■ What you are asked to do
Scan the material below for the word "ReviewerKind", then copy every line in which it appears.

■ Task inputs
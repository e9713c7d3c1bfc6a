//! The four-stage review state machine.
//!
//! `DRAFTING → REVIEWING → ARBITRATING → REVISING → (DRAFTING | DONE)`,
//! with `FAILED` on unrecoverable stage errors. One full pass is one
//! iteration; the machine is DONE when a pass yields zero prioritized
//! issues or the iteration budget is exhausted — whichever comes first, so
//! termination is guaranteed.
//!
//! Reviewers fan out as independent tasks with per-call timeouts and an
//! explicit join barrier; a failed or timed-out reviewer is recorded as
//! missing feedback for the pass, never a pipeline abort. Surviving
//! feedback is re-ordered canonically before arbitration so the outcome is
//! independent of completion order.
//!
//! An optional deadline (set by the orchestrator's end-to-end timeout) is
//! checked between stages; hitting it hands the run state back so the
//! caller can tag a partial result instead of losing everything.

use std::sync::Arc;
use std::time::{Duration, Instant};

use tracing::{debug, info, warn};

use hybrid_search::SearchContext;
use llm_service::TextGenerator;

use crate::errors::{PipelineError, PipelineResult};
use crate::models::{
    AnalysisType, ConsolidatedFeedback, Draft, PipelineRun, ReviewFeedback, ReviewerKind,
    SourceDocument, Stage, prefixed_id,
};
use crate::roles::{Arbitrator, Reviewer, Writer};

/// Pipeline knobs with the standard defaults.
#[derive(Debug, Clone)]
pub struct PipelineConfig {
    /// Maximum full passes before the run finishes regardless of findings.
    pub max_iterations: u32,
    /// Bound on one reviewer call.
    pub reviewer_timeout: Duration,
    /// Reviewer kinds to run, in canonical order.
    pub enabled_reviewers: Vec<ReviewerKind>,
}

impl Default for PipelineConfig {
    fn default() -> Self {
        Self {
            max_iterations: 3,
            reviewer_timeout: Duration::from_secs(90),
            enabled_reviewers: ReviewerKind::CANONICAL.to_vec(),
        }
    }
}

impl PipelineConfig {
    /// Loads overrides from `REVIEW_*` environment variables.
    pub fn from_env() -> Self {
        let defaults = Self::default();
        let max_iterations = std::env::var("REVIEW_MAX_ITERATIONS")
            .ok()
            .and_then(|v| v.parse().ok())
            .unwrap_or(defaults.max_iterations);
        let reviewer_timeout = std::env::var("REVIEW_REVIEWER_TIMEOUT_SECS")
            .ok()
            .and_then(|v| v.parse().ok())
            .map(Duration::from_secs)
            .unwrap_or(defaults.reviewer_timeout);
        let enabled_reviewers = std::env::var("REVIEW_ENABLED")
            .ok()
            .map(|raw| {
                ReviewerKind::CANONICAL
                    .into_iter()
                    .filter(|k| raw.split(',').any(|s| s.trim() == k.as_str()))
                    .collect::<Vec<_>>()
            })
            .filter(|v| !v.is_empty())
            .unwrap_or(defaults.enabled_reviewers);

        Self {
            max_iterations,
            reviewer_timeout,
            enabled_reviewers,
        }
    }
}

/// How one run ended (short of a hard failure).
#[derive(Debug)]
pub enum PipelineOutcome {
    /// Converged or exhausted the iteration budget; the final draft is the
    /// last entry of `draft_history`.
    Done(PipelineRun),
    /// The caller's deadline expired between stages; the run state carries
    /// everything completed so far.
    TimedOut(PipelineRun),
}

/// Writer + reviewers + arbitrator wired together.
pub struct ReviewPipeline {
    writer: Writer,
    reviewers: Vec<Reviewer>,
    arbitrator: Arbitrator,
    cfg: PipelineConfig,
}

impl ReviewPipeline {
    pub fn new(
        writer: Writer,
        reviewers: Vec<Reviewer>,
        arbitrator: Arbitrator,
        cfg: PipelineConfig,
    ) -> Self {
        Self {
            writer,
            reviewers,
            arbitrator,
            cfg,
        }
    }

    /// Builds the full team from generation handles: the writer and the
    /// reviewers on the fast tier, instruction prose on the slow tier.
    pub fn from_generators(
        fast: Arc<dyn TextGenerator>,
        slow: Arc<dyn TextGenerator>,
        cfg: PipelineConfig,
    ) -> Self {
        let reviewers = cfg
            .enabled_reviewers
            .iter()
            .map(|kind| Reviewer::new(*kind, Arc::clone(&fast)))
            .collect();
        Self {
            writer: Writer::new(fast),
            reviewers,
            arbitrator: Arbitrator::new(Some(slow)),
            cfg,
        }
    }

    /// Runs the state machine to a terminal state.
    ///
    /// `deadline` is the orchestrator's end-to-end budget; when it expires
    /// between stages the run state is returned as `TimedOut` instead of an
    /// error.
    pub async fn run(
        &self,
        document: &SourceDocument,
        context: &SearchContext,
        analysis_type: AnalysisType,
        deadline: Option<Instant>,
    ) -> PipelineResult<PipelineOutcome> {
        let t0 = Instant::now();
        let run_id = prefixed_id(
            "run",
            &format!("{}:{}", document.content_hash, analysis_type.as_str()),
        );
        let mut run = PipelineRun::new(run_id);
        let mut pending_feedback: Option<ConsolidatedFeedback> = None;

        loop {
            // ---- DRAFTING -------------------------------------------------
            run.stage = Stage::Drafting;
            if expired(deadline) {
                return Ok(PipelineOutcome::TimedOut(run));
            }
            debug!(
                target: "review_pipeline::pipeline",
                run_id = %run.run_id,
                iteration = run.iteration,
                "drafting"
            );
            let draft = match (&pending_feedback, run.current_draft()) {
                (Some(feedback), Some(previous)) => {
                    self.writer.revise(previous, feedback, context).await
                }
                _ => self.writer.draft(document, context, analysis_type).await,
            }
            .map_err(|e| PipelineError::Writer {
                stage: Stage::Drafting,
                cause: e.to_string(),
            })?;
            run.draft_history.push(draft);

            // ---- REVIEWING ------------------------------------------------
            run.stage = Stage::Reviewing;
            if expired(deadline) {
                return Ok(PipelineOutcome::TimedOut(run));
            }
            let current = run
                .draft_history
                .last()
                .cloned()
                .expect("draft pushed in this pass");
            let survivors = self.review_pass(&run.run_id, &current, document, context).await;
            if survivors.is_empty() {
                return Err(PipelineError::AllReviewersFailed {
                    iteration: run.iteration,
                });
            }
            run.review_history.push(survivors);

            // ---- ARBITRATING ----------------------------------------------
            run.stage = Stage::Arbitrating;
            if expired(deadline) {
                return Ok(PipelineOutcome::TimedOut(run));
            }
            let pass_feedback = run
                .review_history
                .last()
                .expect("review pass recorded above");
            let consolidated = self
                .arbitrator
                .arbitrate(&run.run_id, run.iteration, pass_feedback)
                .await;
            run.feedback_history.push(consolidated.clone());

            // ---- REVISING -------------------------------------------------
            run.stage = Stage::Revising;
            let open_issues = consolidated.prioritized_issues.len();
            let budget_spent = run.iteration >= self.cfg.max_iterations;

            if open_issues == 0 || budget_spent {
                run.stage = Stage::Done;
                info!(
                    target: "review_pipeline::pipeline",
                    run_id = %run.run_id,
                    iterations = run.iteration,
                    open_issues,
                    converged = open_issues == 0,
                    duration_ms = t0.elapsed().as_millis() as u64,
                    "pipeline done"
                );
                return Ok(PipelineOutcome::Done(run));
            }

            debug!(
                target: "review_pipeline::pipeline",
                run_id = %run.run_id,
                iteration = run.iteration,
                open_issues,
                "revision needed; next pass"
            );
            run.iteration += 1;
            pending_feedback = Some(consolidated);
        }
    }

    /// Fans out all configured reviewers, joins them, and returns the
    /// survivors in canonical order.
    async fn review_pass(
        &self,
        run_id: &str,
        draft: &Draft,
        document: &SourceDocument,
        context: &SearchContext,
    ) -> Vec<ReviewFeedback> {
        let mut handles = Vec::with_capacity(self.reviewers.len());
        for reviewer in &self.reviewers {
            let reviewer = reviewer.clone();
            let run_id = run_id.to_string();
            let draft = draft.clone();
            let document = document.clone();
            let context = context.clone();
            let timeout = self.cfg.reviewer_timeout;

            let kind = reviewer.kind();
            handles.push((
                kind,
                tokio::spawn(async move {
                    match tokio::time::timeout(
                        timeout,
                        reviewer.review(&run_id, &draft, &document, &context),
                    )
                    .await
                    {
                        Ok(Ok(feedback)) => Some(feedback),
                        Ok(Err(e)) => {
                            warn!(
                                target: "review_pipeline::pipeline",
                                reviewer = kind.as_str(),
                                error = %e,
                                "reviewer failed; recording missing feedback"
                            );
                            None
                        }
                        Err(_) => {
                            warn!(
                                target: "review_pipeline::pipeline",
                                reviewer = kind.as_str(),
                                timeout_ms = timeout.as_millis() as u64,
                                "reviewer timed out; recording missing feedback"
                            );
                            None
                        }
                    }
                }),
            ));
        }

        let mut survivors = Vec::with_capacity(handles.len());
        for (kind, handle) in handles {
            match handle.await {
                Ok(Some(feedback)) => survivors.push(feedback),
                Ok(None) => {}
                Err(e) => warn!(
                    target: "review_pipeline::pipeline",
                    reviewer = kind.as_str(),
                    error = %e,
                    "reviewer task join failed"
                ),
            }
        }

        // Canonical order independent of completion order, so arbitration
        // is reproducible given identical inputs.
        survivors.sort_by_key(|f| f.reviewer_kind.domain_priority());
        for feedback in &survivors {
            debug!(
                target: "review_pipeline::pipeline",
                reviewer = feedback.reviewer_kind.as_str(),
                rating = feedback.overall_rating,
                severity_counts = ?feedback.issue_count_by_severity(),
                "feedback collected"
            );
        }
        survivors
    }

    pub fn config(&self) -> &PipelineConfig {
        &self.cfg
    }
}

fn expired(deadline: Option<Instant>) -> bool {
    deadline.is_some_and(|d| Instant::now() >= d)
}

■ Answer box
    AnalysisType, ConsolidatedFeedback, Draft, PipelineRun, ReviewFeedback, ReviewerKind,
    pub enabled_reviewers: Vec<ReviewerKind>,
            enabled_reviewers: ReviewerKind::CANONICAL.to_vec(),
                ReviewerKind::CANONICAL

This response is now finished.